Augmented reality marked a major milestone this year. For the first time two technology titans revealed their intentions to bring AR to the mass consumer market — via mobile devices. Apple announced the release of its new ARKit in June, soon followed by the debut of Google’s ARCore in August, and their respective developers immediately set to work creating new consumer-oriented AR games and apps.
It’s too early to know what the new ecosystem of software and hardware designed to provide AR experiences will evolve into in the future, but it’s safe to predict that AR headsets will be part of the picture. So why is AR suddenly ready for mass consumption? And why aren’t we leaping (magically!) into AR glasses?
The answers are simple enough: Technology takes time to develop, and users need time to adapt.With any disruptive technology, the classic adoption curve usually holds true: innovators first, followed by early adopters, early majority, late majority and, finally, laggards … your grandma.
On the development trajectory, Snap Filters and Pokémon GO warmed up the consumer market, in small stages, for a more robust AR experience on their mobile devices. And the mobile device is paving the way for the next milestone in the development of AR: headsets. We can expect consumers to follow the typical adoption curve with AR headsets, just as they would for any new technology. Still, before AR eyeglasses are ready to go mainstream, manufacturers have a few hurdles to clear, including cost, form, function and content.
For mass-market adoption, AR glasses will need to be priced comfortably under $1,000; early adopters are likely to opt for a pair of high-functioning glasses if they cost about the same as a high-end phone ($700 to $900).
In a few years, after several cycles of innovation and applications of Moore’s Law, carriers might well subsidize AR glasses, or at least sell them at wholesale prices, which would significantly drop prices, reduce the perceived risk and lead to increased sales among early majority and late majority consumers. Carriers could potentially benefit from much higher billable network usage, as heavy processing-powered apps coupled with entertainment consumption are likely to dwarf most consumers’ phone data usage. What’s more, the mass-scale adoption of AR glasses itself will drive prices down as the production costs scale.

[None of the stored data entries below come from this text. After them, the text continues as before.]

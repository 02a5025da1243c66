//! Application state shared across handlers

use std::sync::Arc;

use axum::extract::FromRef;
use sqlx::PgPool;

use crate::mail::Mailer;
use crate::verification::VerificationKeys;
use crate::waitlist::{SignupArchive, WaitlistDirectory};

/// Shared application state
#[derive(Clone)]
pub struct AppState {
    pub verification_keys: Arc<VerificationKeys>,
    pub directory: Arc<dyn WaitlistDirectory>,
    pub mailer: Arc<dyn Mailer>,
    pub archive: Option<Arc<dyn SignupArchive>>,
    pub allowed_origins: Arc<Vec<String>>,
    pub db_pool: Option<PgPool>,
}

impl AppState {
    pub fn new(
        verification_keys: Arc<VerificationKeys>,
        directory: Arc<dyn WaitlistDirectory>,
        mailer: Arc<dyn Mailer>,
        allowed_origins: Vec<String>,
    ) -> Self {
        Self {
            verification_keys,
            directory,
            mailer,
            archive: None,
            allowed_origins: Arc::new(allowed_origins),
            db_pool: None,
        }
    }

    pub fn with_archive(mut self, archive: Arc<dyn SignupArchive>) -> Self {
        self.archive = Some(archive);
        self
    }

    pub fn with_db_pool(mut self, db_pool: PgPool) -> Self {
        self.db_pool = Some(db_pool);
        self
    }
}

impl FromRef<AppState> for Arc<VerificationKeys> {
    fn from_ref(app_state: &AppState) -> Self {
        app_state.verification_keys.clone()
    }
}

The ultimate AR user experience and loyalty to one AR system will depend on offering users the ideal UI for navigating the new AR ecosystem.
As for form, many optic solutions for AR today are bulky and heavy. While it may be true that early adopters or tech enthusiasts are willing to sacrifice good looks if they’ll gain hero-level functionality, the majority of users would like their “wearables” to be just that — wearable.
The size and weight of the glasses will be important to consumers, and because optical technology has a major impact on size and weight, it’s a critical component in the form factor that smart glass manufacturers need to master. The most advanced optics enable manufacturers to produce small, sleek eyeglasses and keep them small and light, with the potential to deliver far more versatile functionality.
Achieving the right form factor will also require manufacturers to consider the configuration of the glasses. Will AR glasses be a standalone product, or will they require an external control box to house power sources and processors? Will consumers wear smart glasses that are tethered to their phones or a control box? They might if the glasses themselves look geek-chic and offer enormous value to wearers. Beats provides a good example of bucking the trend, with its oversized, tethered headphones that succeeded wildly in the age of ear buds and Bluetooth.
The key issues of battery life and efficiency could become a roadblock to developing optimum functionality. Currently, there’s a surge in investments for companies in this space, like Microvast and Gridtential Energy, two companies reinventing the traditional battery chemistry. We can expect innovative battery companies like these to have a great impact on the AR industry, not least by providing a more efficient battery to power AR glasses.
Processors running hot are an obstacle to achieving peak functionality, as well. Much of the essential functionality of AR glasses, from tracking a user’s environment and movements to generating geographically accurate contextual overlaid content, results in over-heated processors. Dissipating that heat is a challenge many AR glasses manufacturers with head-worn processors have yet to solve.
Developing the right user interface is another vital step toward making headsets mainstream. With ARKit, ARCore and Facebook’s AR Studio paving the way for developers to build AR-enabled apps, expect to see content creation explode over the next 12-18 months. The ultimate AR user experience and loyalty to one AR system will depend on offering users the ideal UI for navigating the new AR ecosystem.
These challenges are formidable, but manufacturers in the AR industry have the resources and motivation to face them head-on. What’s at stake is nothing less than the next great transformative experience in technology, and what manufacturer wouldn’t want to be there when history is made?
With that in mind, we wouldn’t be surprised to see consumers — the innovators and early adopters, that is — wearing AR glasses within the next two years.